Another related application, incorporated by reference for all purposes, is U.S. patent application Ser. No. 10/966,160 filed Oct. 14, 2004 (Attorney Docket No. 021986-000610US) entitled “Method and Apparatus for Analysis of Molecular Combination Based on Computations of Shape Complementarity Using Basis Expansions” to Kita et al. (hereinafter “Kita II”).

BACKGROUND OF THE INVENTION

The present invention generally relates to bioinformatics, proteomics, molecular modeling, computer aided molecular design (CAMD), and more specifically computer aided drug design (CADD) and computational modeling of molecular combinations in the context of active site identification.
Identifying the location of one or more active sites on a protein (i.e., ligand-binding or protein-binding domains) is of fundamental importance for a range of drug discovery applications including molecular docking, de novo drug design and structural identification and comparison of functional sites across proteins. Among the many uses of such identification is to reduce the cost, time and effort of drug development.

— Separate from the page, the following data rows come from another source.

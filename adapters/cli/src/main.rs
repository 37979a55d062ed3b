#![deny(
    unsafe_code,
    missing_docs,
    dead_code,
    unused_results,
    non_snake_case,
    unreachable_pub
)]

//! Command-line adapter that plays a headless Basecamp Defence session.

mod autopilot;
mod summary;

use std::{fs, path::PathBuf, time::Duration};

use anyhow::{Context, Result};
use basecamp_defence_core::{GameConfig, WELCOME_BANNER};
use basecamp_defence_system_session::Session;
use clap::Parser;

use crate::{autopilot::Autopilot, summary::Tally};

/// Runs a session for a fixed stretch of simulated time and reports the outcome.
#[derive(Debug, Parser)]
#[command(name = "basecamp-defence", version, about)]
struct CliArgs {
    /// Simulated seconds to play.
    #[arg(long, default_value_t = 120)]
    seconds: u64,
    /// Simulation frames per second.
    #[arg(long, default_value_t = 60, value_parser = clap::value_parser!(u32).range(1..=1000))]
    fps: u32,
    /// Seed overriding the one in the configuration.
    #[arg(long)]
    seed: Option<u64>,
    /// TOML file with gameplay overrides.
    #[arg(long)]
    config: Option<PathBuf>,
}

/// Entry point for the Basecamp Defence command-line interface.
fn main() -> Result<()> {
    env_logger::Builder::from_env(env_logger::Env::default().default_filter_or("info")).init();

    let args = CliArgs::parse();
    let config = load_config(&args)?;
    println!("{WELCOME_BANNER}");

    let frame = Duration::from_secs(1) / args.fps;
    let frames = args.seconds.saturating_mul(u64::from(args.fps));
    log::debug!("running {frames} frames of {frame:?}");

    let mut session = Session::new(&config);
    let mut pilot = Autopilot::new();
    let mut tally = Tally::default();
    for _ in 0..frames {
        let input = pilot.steer(&session);
        tally.record(&session.tick(frame, &input));
    }

    println!(
        "Simulated {}s at {} fps (seed {})",
        args.seconds, args.fps, config.seed
    );
    print!("{}", tally.report(&session));
    session.shutdown();
    Ok(())
}

fn load_config(args: &CliArgs) -> Result<GameConfig> {
    let mut config = match &args.config {
        Some(path) => {
            let source = fs::read_to_string(path)
                .with_context(|| format!("failed to read configuration from {}", path.display()))?;
            GameConfig::from_toml_str(&source)
                .with_context(|| format!("invalid configuration in {}", path.display()))?
        }
        None => GameConfig::default(),
    };

    if let Some(seed) = args.seed {
        config.seed = seed;
    }
    Ok(config)
}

A conventional drug discovery process has many limitations. Discovering a new drug to treat or cure some biological condition, is a lengthy and expensive process, typically taking on average 12 years and $800 million per drug, and taking possibly up to 15 years or more and $1 billion to complete in some cases.
A goal of a drug discovery process is to identify and characterize a chemical compound or ligand biomolecule that affects the function of one or more other biomolecules (i.e., a drug “target”) in an organism, usually a biopolymer, via a potential molecular interaction or combination. Herein the term biopolymer refers to a macromolecule that comprises one or more of a protein, nucleic acid (DNA or RNA), peptide or nucleotide sequence or any portions or fragments thereof. Herein the term biomolecule refers to a chemical entity that comprises one or more of a biopolymer, carbohydrate, hormone, or other molecule or chemical compound, either inorganic or organic, including, but not limited to, synthetic, medicinal, drug-like, or natural compounds, or any portions or fragments thereof.

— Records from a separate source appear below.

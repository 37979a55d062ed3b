#![deny(
    unsafe_code,
    missing_docs,
    dead_code,
    unused_results,
    non_snake_case,
    unreachable_pub
)]

//! Authoritative spatial state for Basecamp Defence.
//!
//! [`World`] is a small in-memory implementation of the spatial collaborator:
//! it owns every body, integrates velocities, pushes solid bodies apart,
//! reports overlaps, and runs the single-threaded timer queue. It makes no
//! attempt at frame-perfect physics; boxes are axis aligned and centred on the
//! body position.

mod collision;
mod scheduler;

use std::{collections::BTreeMap, time::Duration};

use basecamp_defence_core::{
    seconds, BodyHandle, BodyKind, Overlap, PhysicsGroup, Scheduler, Spatial, Task, TimerHandle,
    Tint, Vec2, WorldConfig,
};

use collision::Aabb;
use scheduler::TimerRegistry;

const DEFAULT_BODY_SIZE: Vec2 = Vec2::new(16.0, 16.0);

#[derive(Clone, Debug)]
struct Body {
    kind: BodyKind,
    position: Vec2,
    velocity: Vec2,
    size: Vec2,
    offset: Vec2,
    visual: &'static str,
    animation: Option<&'static str>,
    group: Option<PhysicsGroup>,
    enabled: bool,
    visible: bool,
    flip_x: bool,
    rotation: f32,
    tint: Option<Tint>,
    collide_world_bounds: bool,
}

impl Body {
    fn new(kind: BodyKind, position: Vec2, visual: &'static str) -> Self {
        Self {
            kind,
            position,
            velocity: Vec2::ZERO,
            size: DEFAULT_BODY_SIZE,
            offset: Vec2::ZERO,
            visual,
            animation: None,
            group: None,
            enabled: true,
            visible: true,
            flip_x: false,
            rotation: 0.0,
            tint: None,
            collide_world_bounds: false,
        }
    }

    /// Collision box centred on the body position. The stored offset only
    /// places the view and plays no part in collisions.
    fn aabb(&self) -> Aabb {
        Aabb::new(self.position, self.size)
    }
}

/// Represents the authoritative Basecamp Defence spatial state.
#[derive(Debug)]
pub struct World {
    bounds: Vec2,
    clock: Duration,
    bodies: BTreeMap<BodyHandle, Body>,
    next_body: u32,
    colliders: Vec<(PhysicsGroup, PhysicsGroup)>,
    overlaps: Vec<(PhysicsGroup, PhysicsGroup)>,
    timers: TimerRegistry,
}

impl World {
    /// Creates an empty world spanning `bounds` with the clock at zero.
    #[must_use]
    pub fn new(bounds: Vec2) -> Self {
        Self {
            bounds,
            clock: Duration::ZERO,
            bodies: BTreeMap::new(),
            next_body: 0,
            colliders: Vec::new(),
            overlaps: Vec::new(),
            timers: TimerRegistry::new(),
        }
    }

    /// Creates an empty world sized by the provided configuration.
    #[must_use]
    pub fn from_config(config: &WorldConfig) -> Self {
        Self::new(Vec2::new(config.width, config.height))
    }

    /// Advances the clock by `dt` and returns every task that fell due.
    ///
    /// Tasks are returned in due order. A task whose owner body is no longer
    /// active is discarded instead of being returned.
    pub fn advance_clock(&mut self, dt: Duration) -> Vec<Task> {
        self.clock = self.clock.saturating_add(dt);

        let mut due = Vec::new();
        while let Some(task) = self.timers.pop_due(self.clock) {
            let live = task
                .owner()
                .map_or(true, |owner| self.bodies.contains_key(&owner));
            if live {
                due.push(task);
            }
        }
        due
    }

    /// Integrates mobile bodies over `dt`, resolves registered colliders, and
    /// reports the overlaps of every registered overlap pair.
    pub fn step(&mut self, dt: Duration) -> Vec<Overlap> {
        self.integrate(dt);
        self.resolve_colliders();
        self.detect_overlaps()
    }

    fn integrate(&mut self, dt: Duration) {
        let elapsed = seconds(dt);
        let bounds = self.bounds;
        for body in self.bodies.values_mut() {
            if body.kind != BodyKind::Mobile || !body.enabled {
                continue;
            }

            body.position += body.velocity * elapsed;
            if body.collide_world_bounds {
                let half = body.size * 0.5;
                body.position = body.position.max(half).min(bounds - half);
            }
        }
    }

    fn solid_members(&self, group: PhysicsGroup) -> Vec<BodyHandle> {
        self.bodies
            .iter()
            .filter(|(_, body)| body.enabled && body.group == Some(group))
            .map(|(handle, _)| *handle)
            .collect()
    }

    fn resolve_colliders(&mut self) {
        for index in 0..self.colliders.len() {
            let (first, second) = self.colliders[index];
            let first_members = self.solid_members(first);
            let second_members = if first == second {
                first_members.clone()
            } else {
                self.solid_members(second)
            };

            for &a in &first_members {
                for &b in &second_members {
                    if a == b || (first == second && a > b) {
                        continue;
                    }
                    self.separate(a, b);
                }
            }
        }
    }

    fn separate(&mut self, a: BodyHandle, b: BodyHandle) {
        let (Some(body_a), Some(body_b)) = (self.bodies.get(&a), self.bodies.get(&b)) else {
            return;
        };
        let Some(push) = body_a.aabb().separation(&body_b.aabb()) else {
            return;
        };

        let a_mobile = body_a.kind == BodyKind::Mobile;
        let b_mobile = body_b.kind == BodyKind::Mobile;
        match (a_mobile, b_mobile) {
            (true, true) => {
                self.translate(a, push * 0.5);
                self.translate(b, -push * 0.5);
            }
            (true, false) => self.translate(a, push),
            (false, true) => self.translate(b, -push),
            (false, false) => {}
        }
    }

    fn translate(&mut self, handle: BodyHandle, delta: Vec2) {
        if let Some(body) = self.bodies.get_mut(&handle) {
            body.position += delta;
        }
    }

    fn detect_overlaps(&self) -> Vec<Overlap> {
        let mut found = Vec::new();
        for &(first, second) in &self.overlaps {
            let first_members = self.solid_members(first);
            let second_members = self.solid_members(second);
            for &a in &first_members {
                for &b in &second_members {
                    if a == b {
                        continue;
                    }
                    let (Some(body_a), Some(body_b)) = (self.bodies.get(&a), self.bodies.get(&b))
                    else {
                        continue;
                    };
                    if body_a.aabb().intersects(&body_b.aabb()) {
                        found.push(Overlap {
                            groups: (first, second),
                            first: a,
                            second: b,
                        });
                    }
                }
            }
        }
        found
    }

    fn body_mut(&mut self, handle: BodyHandle) -> Option<&mut Body> {
        self.bodies.get_mut(&handle)
    }
}

impl Spatial for World {
    fn create_body(&mut self, kind: BodyKind, position: Vec2, visual: &'static str) -> BodyHandle {
        let handle = BodyHandle::new(self.next_body);
        self.next_body = self.next_body.wrapping_add(1);
        let _ = self.bodies.insert(handle, Body::new(kind, position, visual));
        handle
    }

    fn set_body_size(&mut self, body: BodyHandle, size: Vec2, offset: Vec2) {
        if let Some(body) = self.body_mut(body) {
            body.size = size;
            body.offset = offset;
        }
    }

    fn destroy_body(&mut self, body: BodyHandle) {
        let _ = self.bodies.remove(&body);
    }

    fn disable_body(&mut self, body: BodyHandle, hide: bool) {
        if let Some(body) = self.body_mut(body) {
            body.enabled = false;
            body.velocity = Vec2::ZERO;
            if hide {
                body.visible = false;
            }
        }
    }

    fn is_body_active(&self, body: BodyHandle) -> bool {
        self.bodies.contains_key(&body)
    }

    fn position(&self, body: BodyHandle) -> Option<Vec2> {
        self.bodies.get(&body).map(|body| body.position)
    }

    fn velocity(&self, body: BodyHandle) -> Option<Vec2> {
        self.bodies.get(&body).map(|body| body.velocity)
    }

    fn set_velocity(&mut self, body: BodyHandle, velocity: Vec2) {
        if let Some(body) = self.body_mut(body) {
            if body.kind == BodyKind::Mobile {
                body.velocity = velocity;
            }
        }
    }

    fn set_flip_x(&mut self, body: BodyHandle, flipped: bool) {
        if let Some(body) = self.body_mut(body) {
            body.flip_x = flipped;
        }
    }

    fn set_rotation(&mut self, body: BodyHandle, radians: f32) {
        if let Some(body) = self.body_mut(body) {
            body.rotation = radians;
        }
    }

    fn set_tint(&mut self, body: BodyHandle, tint: Option<Tint>) {
        if let Some(body) = self.body_mut(body) {
            body.tint = tint;
        }
    }

    fn set_collide_world_bounds(&mut self, body: BodyHandle, enabled: bool) {
        if let Some(body) = self.body_mut(body) {
            body.collide_world_bounds = enabled;
        }
    }

    fn play_animation(&mut self, body: BodyHandle, key: &'static str) {
        if let Some(body) = self.body_mut(body) {
            body.animation = Some(key);
        }
    }

    fn add_to_group(&mut self, body: BodyHandle, group: PhysicsGroup) {
        if let Some(body) = self.body_mut(body) {
            body.group = Some(group);
        }
    }

    fn register_collider(&mut self, first: PhysicsGroup, second: PhysicsGroup) {
        if !self.colliders.contains(&(first, second)) {
            self.colliders.push((first, second));
        }
    }

    fn register_overlap(&mut self, first: PhysicsGroup, second: PhysicsGroup) {
        if !self.overlaps.contains(&(first, second)) {
            self.overlaps.push((first, second));
        }
    }

    fn bounds(&self) -> Vec2 {
        self.bounds
    }
}

impl Scheduler for World {
    fn now(&self) -> Duration {
        self.clock
    }

    fn schedule_once(&mut self, delay: Duration, task: Task) -> TimerHandle {
        self.timers.arm(self.clock.saturating_add(delay), None, task)
    }

    fn schedule_repeating(&mut self, interval: Duration, task: Task) -> TimerHandle {
        self.timers
            .arm(self.clock.saturating_add(interval), Some(interval), task)
    }

    fn cancel(&mut self, timer: TimerHandle) -> bool {
        self.timers.cancel(timer)
    }
}

/// Query functions that provide read-only access to the world state.
pub mod query {
    use std::time::Duration;

    use super::World;
    use basecamp_defence_core::{BodyHandle, BodyKind, PhysicsGroup, Tint, Vec2};

    /// Immutable representation of a single body used for queries.
    #[derive(Clone, Debug, PartialEq)]
    pub struct BodySnapshot {
        /// Handle of the body.
        pub handle: BodyHandle,
        /// Mobility class.
        pub kind: BodyKind,
        /// Current position.
        pub position: Vec2,
        /// Current velocity.
        pub velocity: Vec2,
        /// Collision box size.
        pub size: Vec2,
        /// Collision box offset relative to the view.
        pub offset: Vec2,
        /// Visual key the body is drawn with.
        pub visual: &'static str,
        /// Animation currently playing, if any.
        pub animation: Option<&'static str>,
        /// Group the body was registered with.
        pub group: Option<PhysicsGroup>,
        /// Indicates whether the body takes part in collisions and overlaps.
        pub enabled: bool,
        /// Indicates whether the body's view is shown.
        pub visible: bool,
        /// Indicates whether the view is mirrored horizontally.
        pub flip_x: bool,
        /// View rotation in radians.
        pub rotation: f32,
        /// Colour tint applied to the view.
        pub tint: Option<Tint>,
    }

    /// Captures a snapshot of a single live body.
    #[must_use]
    pub fn body(world: &World, handle: BodyHandle) -> Option<BodySnapshot> {
        world.bodies.get(&handle).map(|body| BodySnapshot {
            handle,
            kind: body.kind,
            position: body.position,
            velocity: body.velocity,
            size: body.size,
            offset: body.offset,
            visual: body.visual,
            animation: body.animation,
            group: body.group,
            enabled: body.enabled,
            visible: body.visible,
            flip_x: body.flip_x,
            rotation: body.rotation,
            tint: body.tint,
        })
    }

    /// Enumerates the live bodies registered with `group`, in handle order.
    #[must_use]
    pub fn group_members(world: &World, group: PhysicsGroup) -> Vec<BodyHandle> {
        world
            .bodies
            .iter()
            .filter(|(_, body)| body.group == Some(group))
            .map(|(handle, _)| *handle)
            .collect()
    }

    /// Number of live bodies.
    #[must_use]
    pub fn body_count(world: &World) -> usize {
        world.bodies.len()
    }

    /// Number of armed timers.
    #[must_use]
    pub fn pending_timers(world: &World) -> usize {
        world.timers.len()
    }

    /// Simulated time elapsed since the world was created.
    #[must_use]
    pub fn elapsed(world: &World) -> Duration {
        world.clock
    }
}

The target molecule is typically a disease-related target protein or nucleic acid for which it is desired to affect a change in function, structure, and/or chemical activity in order to aid in the treatment of a patient disease or other disorder. In other cases, the target is a biomolecule found in a disease-causing organism, such as a virus, bacteria, or parasite, that when affected by the drug will affect the survival or activity of the infectious organism. In yet other cases, the target is a biomolecule of a defective or harmful cell such as a cancer cell. In yet other cases the target is an antigen or other environmental chemical agent that may induce an allergic reaction or other undesired immunological or biological response.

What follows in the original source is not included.